- [TASK OBJECTIVE]: Your answer should be the lines below from the one with "never be reached" to the one with "reward of the running episode.", both included, given again exactly and with nothing added.

[Stored items from a collection]
⟨

//! Diagnostics of environment interaction.
//!
//! [`DiagnosticsFilter`] tracks the reward and length of the running episode,
//! measures throughput every `log_interval` steps and picks known telemetry
//! fields from the info record of the wrapped environment. [`Diagnostics`]
//! applies one filter per sub-environment of a [`VecEnv`] and replaces the info
//! records with the diagnostics; observations, rewards and done flags pass
//! through unchanged.
use crate::{VecEnv, VecStep};
use anyhow::Result;
use log::{debug, info};
use rollout_core::{
    error::RolloutError,
    record::{Record, RecordValue},
};
use serde::{Deserialize, Serialize};
use std::time::Instant;

/// Telemetry fields holding `(lower, upper)` bounds, and the prefix of the
/// `_lb`/`_ub` keys they are copied to.
const BOUND_FIELDS: [(&str, &str); 3] = [
    (
        "stats.gauges.diagnostics.lag.action",
        "diagnostics/action_lag",
    ),
    (
        "stats.gauges.diagnostics.clock_skew",
        "diagnostics/clock_skew",
    ),
    (
        "stats.gauges.diagnostics.lag.observation",
        "diagnostics/observation_lag",
    ),
];

/// Telemetry fields copied as they are.
const VALUE_FIELDS: [(&str, &str); 5] = [
    ("reward.count", "diagnostics/reward_count"),
    ("stats.vnc.updates.bytes", "diagnostics/vnc_updates_bytes"),
    ("stats.vnc.updates.pixels", "diagnostics/vnc_updates_pixels"),
    (
        "stats.vnc.updates.rectangles",
        "diagnostics/vnc_updates_rectangles",
    ),
    ("env_status.state_id", "diagnostics/env_state_id"),
];

const VNC_UPDATES: &str = "stats.vnc.updates.n";
const EPISODE_ID: &str = "vectorized.episode_id";

#[derive(Debug, Clone, PartialEq, Serialize, Deserialize)]
/// Configuration of [`DiagnosticsFilter`].
pub struct DiagnosticsConfig {
    /// Interval of throughput measurement in environment steps.
    pub log_interval: usize,
}

impl Default for DiagnosticsConfig {
    fn default() -> Self {
        Self { log_interval: 503 }
    }
}

impl DiagnosticsConfig {
    /// Sets the interval of throughput measurement.
    pub fn log_interval(mut self, v: usize) -> Self {
        self.log_interval = v;
        self
    }
}

fn scalar(info: &Record, key: &str) -> Option<f32> {
    match info.get(key) {
        Some(RecordValue::Scalar(v)) => Some(*v),
        _ => None,
    }
}

/// Copies the telemetry fields present in `info` to `to_log`.
fn extract_telemetry(info: &Record, to_log: &mut Record) {
    for (src, dst) in BOUND_FIELDS.iter() {
        match info.get(src) {
            Some(RecordValue::Array1(v)) if v.len() >= 2 => {
                to_log.insert(format!("{}_lb", dst), RecordValue::Scalar(v[0]));
                to_log.insert(format!("{}_ub", dst), RecordValue::Scalar(v[1]));
            }
            Some(v) => debug!("Ignore malformed bounds {}: {:?}", src, v),
            None => {}
        }
    }

    for (src, dst) in VALUE_FIELDS.iter() {
        if let Some(v) = info.get(src) {
            to_log.insert(*dst, v.clone());
        }
    }
}

/// Computes diagnostics from the steps of a single environment.
#[derive(Debug)]
pub struct DiagnosticsFilter {
    log_interval: usize,

    /// Start of the running episode.
    episode_time: Instant,

    /// Time of the last throughput measurement.
    last_time: Instant,

    /// Steps since the filter was created.
    local_t: usize,

    episode_reward: f32,

    episode_length: usize,

    all_rewards: Vec<f32>,

    /// Screen updates since the last throughput measurement.
    num_vnc_updates: f32,

    /// Episode id seen at the last throughput measurement.
    last_episode_id: Option<f32>,
}

impl DiagnosticsFilter {
    /// Constructs the filter.
    pub fn new(config: &DiagnosticsConfig) -> Self {
        Self::new_at(config, Instant::now())
    }

    pub(crate) fn new_at(config: &DiagnosticsConfig, now: Instant) -> Self {
        Self {
            // an interval of 0 would never be reached
            log_interval: config.log_interval.max(1),
            episode_time: now,
            last_time: now,
            local_t: 0,
            episode_reward: 0.0,
            episode_length: 0,
            all_rewards: vec![],
            num_vnc_updates: 0.0,
            last_episode_id: None,
        }
    }

    /// Cumulative reward of the running episode.
    pub fn episode_reward(&self) -> f32 {
        self.episode_reward
    }

    /// Length of the running episode.
    pub fn episode_length(&self) -> usize {
        self.episode_length
    }

    /// Rewards of the running episode.
    pub fn rewards(&self) -> &[f32] {
        &self.all_rewards
    }

    /// Steps observed since the filter was created.
    pub fn local_t(&self) -> usize {
        self.local_t
    }

    /// Clears the episode statistics.
    pub fn after_reset(&mut self) {
        info!("Resetting environment");
        self.episode_reward = 0.0;
        self.episode_length = 0;
        self.all_rewards.clear();
    }

    /// Updates the statistics with a step and returns the diagnostics of the step.
    pub fn after_step<O>(
        &mut self,
        obs: Option<&O>,
        reward: Option<f32>,
        done: bool,
        info: &Record,
    ) -> Record {
        self.after_step_at(Instant::now(), obs.is_some(), reward, done, info)
    }

    pub(crate) fn after_step_at(
        &mut self,
        now: Instant,
        has_obs: bool,
        reward: Option<f32>,
        done: bool,
        info: &Record,
    ) -> Record {
        let mut to_log = Record::empty();
        if self.episode_length == 0 {
            self.episode_time = now;
        }

        self.local_t += 1;
        if let Some(n) = scalar(info, VNC_UPDATES) {
            self.num_vnc_updates += n;
        }

        if self.local_t % self.log_interval == 0 {
            self.log_throughput(now, info, &mut to_log);
        }

        if let Some(reward) = reward {
            self.episode_reward += reward;
            if has_obs {
                self.episode_length += 1;
            }
            self.all_rewards.push(reward);
        }

        if done {
            info!(
                "Episode terminating: episode_reward={} episode_length={}",
                self.episode_reward, self.episode_length
            );
            let total_time = now.duration_since(self.episode_time).as_secs_f32();
            to_log.insert(
                "global/episode_reward",
                RecordValue::Scalar(self.episode_reward),
            );
            to_log.insert(
                "global/episode_length",
                RecordValue::Scalar(self.episode_length as _),
            );
            to_log.insert("global/episode_time", RecordValue::Scalar(total_time));
            if total_time > 0.0 {
                to_log.insert(
                    "global/reward_per_time",
                    RecordValue::Scalar(self.episode_reward / total_time),
                );
            } else {
                debug!("Zero episode time, reward per time is not recorded");
            }
            self.episode_reward = 0.0;
            self.episode_length = 0;
            self.all_rewards.clear();
        }

        to_log
    }

    fn log_throughput(&mut self, now: Instant, info: &Record, to_log: &mut Record) {
        let elapsed = now.duration_since(self.last_time).as_secs_f32();
        self.last_time = now;

        let cur_episode_id = scalar(info, EPISODE_ID).unwrap_or(0.0);
        if elapsed > 0.0 {
            let fps = self.log_interval as f32 / elapsed;
            to_log.insert("diagnostics/fps", RecordValue::Scalar(fps));
            if self.last_episode_id == Some(cur_episode_id) {
                to_log.insert("diagnostics/fps_within_episode", RecordValue::Scalar(fps));
            }
        } else {
            debug!("Zero elapsed time, fps is not recorded");
        }
        self.last_episode_id = Some(cur_episode_id);

        extract_telemetry(info, to_log);

        if let Some(n) = scalar(info, VNC_UPDATES) {
            to_log.insert("diagnostics/vnc_updates_n", RecordValue::Scalar(n));
            if elapsed > 0.0 {
                to_log.insert(
                    "diagnostics/vnc_updates_n_ps",
                    RecordValue::Scalar(self.num_vnc_updates / elapsed),
                );
            }
            self.num_vnc_updates = 0.0;
        }
    }
}

/// Replaces the info records of a [`VecEnv`] with diagnostics.
pub struct Diagnostics<V> {
    env: V,
    filters: Vec<DiagnosticsFilter>,
}

impl<V: VecEnv> Diagnostics<V> {
    /// Attaches a filter configured with `config` to every sub-environment.
    pub fn new(env: V, config: &DiagnosticsConfig) -> Self {
        let filters = (0..env.num_envs())
            .map(|_| DiagnosticsFilter::new(config))
            .collect();
        Self { env, filters }
    }
}

impl<V: VecEnv> VecEnv for Diagnostics<V> {
    type Obs = V::Obs;
    type Act = V::Act;

    fn num_envs(&self) -> usize {
        self.env.num_envs()
    }

    fn reset(&mut self) -> Result<Vec<V::Obs>> {
        let obs = self.env.reset()?;
        self.filters.iter_mut().for_each(|f| f.after_reset());
        Ok(obs)
    }

    fn step(&mut self, acts: &[V::Act]) -> Result<VecStep<V::Obs>> {
        let mut step = self.env.step(acts)?;
        let n = self.filters.len();
        for actual in [
            step.obs.len(),
            step.reward.len(),
            step.is_terminated.len(),
            step.is_truncated.len(),
            step.info.len(),
        ]
        .iter()
        {
            if *actual != n {
                return Err(RolloutError::BatchSizeError {
                    expected: n,
                    actual: *actual,
                }
                .into());
            }
        }
        let info = std::mem::take(&mut step.info);
        step.info = self
            .filters
            .iter_mut()
            .zip(info.iter())
            .enumerate()
            .map(|(i, (filter, info))| {
                filter.after_step(step.obs[i].as_ref(), step.reward[i], step.is_done(i), info)
            })
            .collect();
        Ok(step)
    }
}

⟩

- [ANSWER TO THE EXERCISE]:
            // an interval of 0 would never be reached
            log_interval: config.log_interval.max(1),
            episode_time: now,
            last_time: now,
            local_t: 0,
            episode_reward: 0.0,
            episode_length: 0,
            all_rewards: vec![],
            num_vnc_updates: 0.0,
            last_episode_id: None,
        }
    }

    /// Cumulative reward of the running episode.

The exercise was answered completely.